На Мэйн-Вест пустовал лишь один дом. Стоял он не в самой оживленной части города, но через два квартала от него улица обретала вполне респектабельный вид. Монастырь Святой Клары снесли пять лет назад, в результате чего открылась обозрению кирпичная стена с бледными следами рекламы, призывавшей пить «Северный эль» — продукт местной пивоварни, не варившей ничего вот уже как минимум три десятка лет. Вслед за монастырем пали и другие строения, освобождая место для постоянно расширяющейся автостоянки «Сельский стиль». В окружении некошеной травы и пней, оставшихся от давно погибших деревьев, притулившийся на углу парковки дом напоминал последний гнилой зуб, ожидающий, когда его выдернут.
Неглупый выбор, рассуждал Кардинал, пока ехал по Макферсон-стрит в сторону озера. Дом всего в одном квартале от «Д'Анунцио» — излюбленного места тусовок подростков.
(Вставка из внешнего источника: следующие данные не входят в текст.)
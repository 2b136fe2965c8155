//! File-backed store of managed instances
//!
//! Maps an instance name chosen by the user to the resource kind and the
//! declared state last returned by the engine.

use anyhow::{Context, Result, bail};
use chrono::{DateTime, Utc};
use reconcile::DeclaredState;
use serde::{Deserialize, Serialize};
use std::collections::BTreeMap;
use std::fs;
use std::path::{Path, PathBuf};

use crate::paths;

pub const STATE_FILE: &str = "state.toml";

/// One managed resource instance
#[derive(Debug, Clone, PartialEq, Eq, Serialize, Deserialize)]
pub struct Instance {
    /// Registry key, e.g. `latitudesh_server`
    pub kind: String,

    /// Last time this instance was written
    pub last_updated: DateTime<Utc>,

    pub state: DeclaredState,
}

#[derive(Debug, Default, Serialize, Deserialize)]
struct StateFile {
    #[serde(default)]
    instances: BTreeMap<String, Instance>,
}

/// The state file plus where it lives
#[derive(Debug)]
pub struct StateStore {
    path: PathBuf,
    file: StateFile,
}

impl StateStore {
    /// Default state file location
    pub fn default_path() -> Result<PathBuf> {
        Ok(paths::state_dir()?.join(STATE_FILE))
    }

    /// Open the store at `path`; a missing file is an empty store
    pub fn open(path: impl Into<PathBuf>) -> Result<Self> {
        let path = path.into();

        if !path.exists() {
            log::debug!("State file does not exist, starting empty");
            return Ok(Self {
                path,
                file: StateFile::default(),
            });
        }

        let content = fs::read_to_string(&path)
            .with_context(|| format!("Failed to read state file: {}", path.display()))?;
        let file: StateFile = toml::from_str(&content)
            .with_context(|| format!("Failed to parse state file: {}", path.display()))?;

        log::debug!(
            "Loaded {} instance(s) from {}",
            file.instances.len(),
            path.display()
        );
        Ok(Self { path, file })
    }

    pub fn path(&self) -> &Path {
        &self.path
    }

    /// Write the store back to disk
    pub fn save(&self) -> Result<()> {
        if let Some(dir) = self.path.parent().filter(|p| !p.as_os_str().is_empty()) {
            fs::create_dir_all(dir)
                .with_context(|| format!("Failed to create state directory: {}", dir.display()))?;
        }

        let content =
            toml::to_string_pretty(&self.file).context("Failed to serialize state to TOML")?;
        fs::write(&self.path, content)
            .with_context(|| format!("Failed to write state file: {}", self.path.display()))?;

        log::debug!("Saved state to {}", self.path.display());
        Ok(())
    }

    pub fn get(&self, name: &str) -> Option<&Instance> {
        self.file.instances.get(name)
    }

    /// Look up an instance that must exist
    pub fn require(&self, name: &str) -> Result<&Instance> {
        match self.get(name) {
            Some(instance) => Ok(instance),
            None => bail!("No instance named '{name}' in {}", self.path.display()),
        }
    }

    pub fn contains(&self, name: &str) -> bool {
        self.file.instances.contains_key(name)
    }

    /// Record the state of an instance, stamping it with the current time
    pub fn put(&mut self, name: &str, kind: &str, state: DeclaredState) {
        self.file.instances.insert(
            name.to_string(),
            Instance {
                kind: kind.to_string(),
                last_updated: Utc::now(),
                state,
            },
        );
    }

    pub fn remove(&mut self, name: &str) -> Option<Instance> {
        self.file.instances.remove(name)
    }

    /// Instances sorted by name
    pub fn instances(&self) -> impl Iterator<Item = (&str, &Instance)> {
        self.file
            .instances
            .iter()
            .map(|(name, instance)| (name.as_str(), instance))
    }

    pub fn is_empty(&self) -> bool {
        self.file.instances.is_empty()
    }
}
mod cli;
mod commands;
mod config;
mod data_source;
mod paths;
mod progress;
mod provider;
mod resource;
mod state;
mod ui;

use anyhow::Result;
use clap::{CommandFactory, Parser};
use clap_complete::generate;
use cli::{Cli, Command};
use commands::Session;
use std::io;

fn main() -> Result<()> {
    let cli = Cli::parse();

    // Initialize logging based on verbosity
    let log_level = match cli.verbose {
        0 => log::LevelFilter::Warn,
        1 => log::LevelFilter::Info,
        2 => log::LevelFilter::Debug,
        _ => log::LevelFilter::Trace,
    };

    env_logger::Builder::new()
        .filter_level(if cli.quiet {
            log::LevelFilter::Error
        } else {
            log_level
        })
        .format_timestamp(None)
        .init();

    if let Command::Completions { shell } = cli.command {
        let mut cmd = Cli::command();
        generate(shell, &mut cmd, "latitude-provider", &mut io::stdout());
        return Ok(());
    }

    let mut session = Session::open(&cli)?;

    match cli.command {
        Command::Kinds => commands::kinds::list(&session),
        Command::Schema { kind } => commands::kinds::schema(&session, &kind),
        Command::Create { kind, name, config } => {
            commands::resource::create(&mut session, &kind, &name, &config)
        }
        Command::Read { name } => commands::resource::read(&mut session, &name),
        Command::Update { name, set } => commands::resource::update(&mut session, &name, &set),
        Command::Delete { name, yes } => commands::resource::delete(&mut session, &name, yes),
        Command::Import { kind, name, id } => {
            commands::resource::import(&mut session, &kind, &name, &id)
        }
        Command::Lookup { kind, filters } => commands::lookup::run(&session, &kind, &filters),
        Command::List => commands::resource::list(&session),
        Command::Completions { .. } => Ok(()),
    }
}
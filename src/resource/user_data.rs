//! `latitudesh_user_data` - cloud-init style content applied at deploy

use reconcile::{BindingCodec, FieldDescriptor, Schema, SemanticType};

use super::Definition;

pub const NAME: &str = "latitudesh_user_data";

pub fn definition() -> Definition {
    let schema = Schema::new(NAME)
        .field(
            FieldDescriptor::required("project", SemanticType::String)
                .force_replace()
                .describe("The id or slug of the project"),
        )
        .field(
            FieldDescriptor::required("description", SemanticType::String)
                .describe("The user data description"),
        )
        .field(
            FieldDescriptor::required("content", SemanticType::String)
                .describe("Base64 encoded content of the user data"),
        )
        .field(FieldDescriptor::computed("created", SemanticType::String))
        .field(FieldDescriptor::computed("updated", SemanticType::String))
        .passthrough_import()
        .touch_on_update("updated");

    let codec = BindingCodec::new("user_data")
        .nested("project", "project.id")
        .identifier("project")
        .nested("created", "created_at");

    Definition::new("user_data", schema, codec)
}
И совсем близко от школы. Юный беглец не мог бы подыскать адрес получше. Кардинал почувствовал, как кровь загудела у него в жилах.
Справа от него выросла гостиница «Касл», и он оставил машину перед обветшалой зубчатой оградой, которую душил кустарник. Подойдя к воротам, он сквозь нависавшие ветви посмотрел на то место, где некогда стоял дом. Отсюда хорошо было видно заведение «Д'Анунцио» — в соседнем квартале, на Алгонкин-авеню.
Характерный запах сгоревшего дерева все еще хорошо ощущался, хотя развалины покрывал снег. Обломки здания оттащили в сторону, собрав их бульдозером в одну кучу. Кардинал стоял, уперев руки в бока, словно оценивая материальный ущерб. Обугленная балка два на четыре дюйма пронзила тонкое снежное одеяло, черным пальцем грозя облакам.
12
Делорм не терпелось узнать, добыл ли Кардинал какие-либо сведения. Ее злило, что опять приходится возвращаться к мелким расследованиям, а между тем на свободе разгуливает убийца. Потратив пол-утра на разбор бумаг по делу Артура Вуда (по кличке Выдра), Делорм поняла, как сильно ей хочется поймать убийцу Кэти Пайн. Может быть, только женщина так страстно стремится наказать мучителя-детоубийцу. Делорм было тридцать три, и она часто представляла себе, что у нее будет ребенок, даже если придется воспитывать его одной. Сама мысль о том, что кто-то мог отнять юную жизнь, вызывала в ней безудержную ярость.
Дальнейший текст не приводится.